> [AIM OF THE EXERCISE] Retype, word for word, every line from the one holding "Eq, Serialize, Deserialize)]" through the one holding "seed when given." in the entries below, both included, and only those lines.
━━━━━ AVAILABLE DATA ━━━━━
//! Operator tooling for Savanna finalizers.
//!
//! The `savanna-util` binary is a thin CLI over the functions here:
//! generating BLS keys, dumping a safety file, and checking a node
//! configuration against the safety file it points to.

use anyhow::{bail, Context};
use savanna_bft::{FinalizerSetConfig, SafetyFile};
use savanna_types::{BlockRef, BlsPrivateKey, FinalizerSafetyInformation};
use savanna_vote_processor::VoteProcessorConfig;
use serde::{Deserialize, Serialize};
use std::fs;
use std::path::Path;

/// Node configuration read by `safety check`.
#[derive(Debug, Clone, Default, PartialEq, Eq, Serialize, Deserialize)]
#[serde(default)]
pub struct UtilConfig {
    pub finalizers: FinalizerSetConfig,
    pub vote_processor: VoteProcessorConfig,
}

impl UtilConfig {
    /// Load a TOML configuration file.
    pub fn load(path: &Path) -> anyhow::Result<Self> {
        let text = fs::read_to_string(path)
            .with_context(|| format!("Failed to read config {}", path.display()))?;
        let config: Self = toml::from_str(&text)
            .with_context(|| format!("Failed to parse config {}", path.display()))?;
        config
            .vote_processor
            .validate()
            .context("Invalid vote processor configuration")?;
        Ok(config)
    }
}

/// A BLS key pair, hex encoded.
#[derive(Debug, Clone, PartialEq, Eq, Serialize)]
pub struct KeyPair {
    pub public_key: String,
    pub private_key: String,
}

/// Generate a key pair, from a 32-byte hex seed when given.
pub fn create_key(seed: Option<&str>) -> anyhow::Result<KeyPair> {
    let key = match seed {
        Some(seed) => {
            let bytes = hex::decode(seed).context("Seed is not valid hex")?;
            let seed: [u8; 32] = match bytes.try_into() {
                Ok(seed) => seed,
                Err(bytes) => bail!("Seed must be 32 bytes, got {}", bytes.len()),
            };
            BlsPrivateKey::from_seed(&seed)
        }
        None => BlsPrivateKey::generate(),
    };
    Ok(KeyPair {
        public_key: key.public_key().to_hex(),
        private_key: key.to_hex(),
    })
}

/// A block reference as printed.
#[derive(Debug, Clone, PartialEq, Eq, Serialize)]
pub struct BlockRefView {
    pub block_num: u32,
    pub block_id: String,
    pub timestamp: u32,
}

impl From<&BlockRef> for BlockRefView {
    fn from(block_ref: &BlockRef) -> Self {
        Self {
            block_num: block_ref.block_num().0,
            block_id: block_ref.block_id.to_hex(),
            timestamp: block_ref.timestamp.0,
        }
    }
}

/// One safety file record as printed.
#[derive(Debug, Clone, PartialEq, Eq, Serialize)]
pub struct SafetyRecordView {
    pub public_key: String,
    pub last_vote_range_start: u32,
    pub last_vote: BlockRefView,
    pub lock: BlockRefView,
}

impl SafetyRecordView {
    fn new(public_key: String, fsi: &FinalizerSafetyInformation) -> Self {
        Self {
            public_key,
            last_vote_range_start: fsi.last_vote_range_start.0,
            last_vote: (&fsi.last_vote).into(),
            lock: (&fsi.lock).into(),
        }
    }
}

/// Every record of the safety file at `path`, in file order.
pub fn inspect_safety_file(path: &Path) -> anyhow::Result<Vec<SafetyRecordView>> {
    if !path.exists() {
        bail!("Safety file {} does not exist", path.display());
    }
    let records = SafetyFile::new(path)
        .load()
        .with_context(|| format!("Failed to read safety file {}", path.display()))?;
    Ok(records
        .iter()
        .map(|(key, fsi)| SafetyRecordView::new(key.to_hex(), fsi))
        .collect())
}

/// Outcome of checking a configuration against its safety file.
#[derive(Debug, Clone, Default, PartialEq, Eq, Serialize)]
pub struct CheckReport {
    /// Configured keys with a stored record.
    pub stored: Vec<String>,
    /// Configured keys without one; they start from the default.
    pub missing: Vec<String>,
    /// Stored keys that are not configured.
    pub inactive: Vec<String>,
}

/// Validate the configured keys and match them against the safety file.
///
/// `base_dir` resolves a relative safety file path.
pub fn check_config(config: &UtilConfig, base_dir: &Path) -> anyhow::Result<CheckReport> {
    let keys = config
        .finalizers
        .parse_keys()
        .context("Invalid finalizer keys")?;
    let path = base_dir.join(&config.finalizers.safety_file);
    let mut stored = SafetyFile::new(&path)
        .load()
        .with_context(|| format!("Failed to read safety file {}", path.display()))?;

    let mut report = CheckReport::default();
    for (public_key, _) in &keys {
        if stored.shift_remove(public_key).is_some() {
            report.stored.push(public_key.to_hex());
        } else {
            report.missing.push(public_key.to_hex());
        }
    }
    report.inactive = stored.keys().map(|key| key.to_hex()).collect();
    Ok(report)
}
━━━━━
> [RESPONSE]
#[derive(Debug, Clone, Default, PartialEq, Eq, Serialize, Deserialize)]
#[serde(default)]
pub struct UtilConfig {
    pub finalizers: FinalizerSetConfig,
    pub vote_processor: VoteProcessorConfig,
}

impl UtilConfig {
    /// Load a TOML configuration file.
    pub fn load(path: &Path) -> anyhow::Result<Self> {
        let text = fs::read_to_string(path)
            .with_context(|| format!("Failed to read config {}", path.display()))?;
        let config: Self = toml::from_str(&text)
            .with_context(|| format!("Failed to parse config {}", path.display()))?;
        config
            .vote_processor
            .validate()
            .context("Invalid vote processor configuration")?;
        Ok(config)
    }
}

/// A BLS key pair, hex encoded.
#[derive(Debug, Clone, PartialEq, Eq, Serialize)]
pub struct KeyPair {
    pub public_key: String,
    pub private_key: String,
}

/// Generate a key pair, from a 32-byte hex seed when given.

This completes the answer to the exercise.